The Israeli retaliation that followed with over 36,000 dead and counting, wasn’t on Hamas. it was on Palestinians, collectively. It is estimated over half of the Palestinian dead are children. Seemingly the Palestinians are paying the price for the Holocaust and the need for a Jewish State when they had absolutely no role to play in that.

But for the Palestinians (like the Iranians) the start date of wounded history could be much much earlier than October 7. It includes dates and events like the 1937 Jerusalem Massacre, 1947 Al-Khisas Massacre, 1948 Yazur Massacre, 1948 Ramla Massacre, 1956 Qibya Massacre, 1956 Kafr Qasim Massacre… the list can go endlessly.

While it tantamount to whataboutery, it is important to remember that while nothing justifies the October 7 violence by Hamas terrorists, nothing justifies bloodlust unleashed by Israeli forces.

History is wounded, complex, and inconclusive. To reduce it to simplistic binaries or linear logic is fraught with dangerous risks of manipulations, and to cherry-pick from History, even worse.

History has to be read, understood, and not allowed to consume passions as it can unleash terrible consequences. While respect to faith is a must – there ought to be a fine difference and treatment between mythology, and recorded history.
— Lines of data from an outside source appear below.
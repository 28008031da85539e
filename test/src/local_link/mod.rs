/// In-memory one-way link for scenario tests.
/// Carries packets from a sender to a receiver with scripted loss, and
/// reports each packet's fate back in send order. Like a sequenced
/// transport it never reorders: a late packet counts as lost.

use std::collections::VecDeque;

use netrep_shared::DeliveryStatus;

/// How the link treats packets.
#[derive(Clone, Debug, Default)]
pub struct LinkConditions {
    /// Consumed one entry per packet sent: `true` drops the packet. Once it
    /// runs out every packet is delivered.
    pub loss_script: VecDeque<bool>,
    /// Drop every n-th packet (1-based) when set.
    pub drop_every: Option<usize>,
}

impl LinkConditions {
    pub fn perfect() -> Self {
        Self::default()
    }

    pub fn scripted(losses: impl IntoIterator<Item = bool>) -> Self {
        Self {
            loss_script: losses.into_iter().collect(),
            ..Self::default()
        }
    }

    pub fn drop_every(n: usize) -> Self {
        Self {
            drop_every: Some(n.max(1)),
            ..Self::default()
        }
    }
}

struct InFlight {
    bytes: Box<[u8]>,
    lost: bool,
}

pub struct LocalLink {
    conditions: LinkConditions,
    in_flight: VecDeque<InFlight>,
    sent: usize,
    dropped: usize,
}

impl LocalLink {
    pub fn new(conditions: LinkConditions) -> Self {
        Self {
            conditions,
            in_flight: VecDeque::new(),
            sent: 0,
            dropped: 0,
        }
    }

    pub fn set_conditions(&mut self, conditions: LinkConditions) {
        self.conditions = conditions;
    }

    /// Drops the next `count` packets, then goes back to the current
    /// conditions.
    pub fn drop_next(&mut self, count: usize) {
        for _ in 0..count {
            self.conditions.loss_script.push_front(true);
        }
    }

    pub fn send(&mut self, bytes: Box<[u8]>) {
        self.sent += 1;
        let scripted = self.conditions.loss_script.pop_front().unwrap_or(false);
        let periodic = self
            .conditions
            .drop_every
            .is_some_and(|n| self.sent % n == 0);
        let lost = scripted || periodic;
        if lost {
            self.dropped += 1;
        }
        self.in_flight.push_back(InFlight { bytes, lost });
    }

    /// Empties the link. Returns the packets that arrive, in send order,
    /// and the fate of every packet in send order.
    pub fn flush(&mut self) -> (Vec<Box<[u8]>>, Vec<DeliveryStatus>) {
        let mut arrived = Vec::new();
        let mut statuses = Vec::new();
        for packet in self.in_flight.drain(..) {
            if packet.lost {
                statuses.push(DeliveryStatus::Lost);
            } else {
                statuses.push(DeliveryStatus::Delivered);
                arrived.push(packet.bytes);
            }
        }
        (arrived, statuses)
    }

    pub fn sent_count(&self) -> usize {
        self.sent
    }

    pub fn dropped_count(&self) -> usize {
        self.dropped
    }

    pub fn is_empty(&self) -> bool {
        self.in_flight.is_empty()
    }
}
Sometimes History must also be allowed to rest in order to enable ‘moving on’, else the bitter past becomes more important than the future. Only a well-read and wise individual can make peace with history – and the formula is often reconciliation, respect, and compromise.

A ‘two-state’ formula with Palestine and Israel (an idea dismissed and diminished by the likes of Benjamin Netanyahu and Hamas, jointly) can make way for peace. The way forward must be to delegitimise and remove both, Benjamin Netanyahu, and the Hamas, from the picture – their narrative regrettably feeds into each other and has caused the current morass.

Neither can ‘finish’ each other, and nor should they try to do so. Only a ‘two-state’ solution, as once agreed by better people from both sides, can break the tragic deadlock.

Lt. Gen. Bhopinder Singh is the former Lieutenant Governor of The Andaman and Nicobar Islands and Pondicherry and an Indian Army officer who was awarded the PVSM. Views are the writer’s own.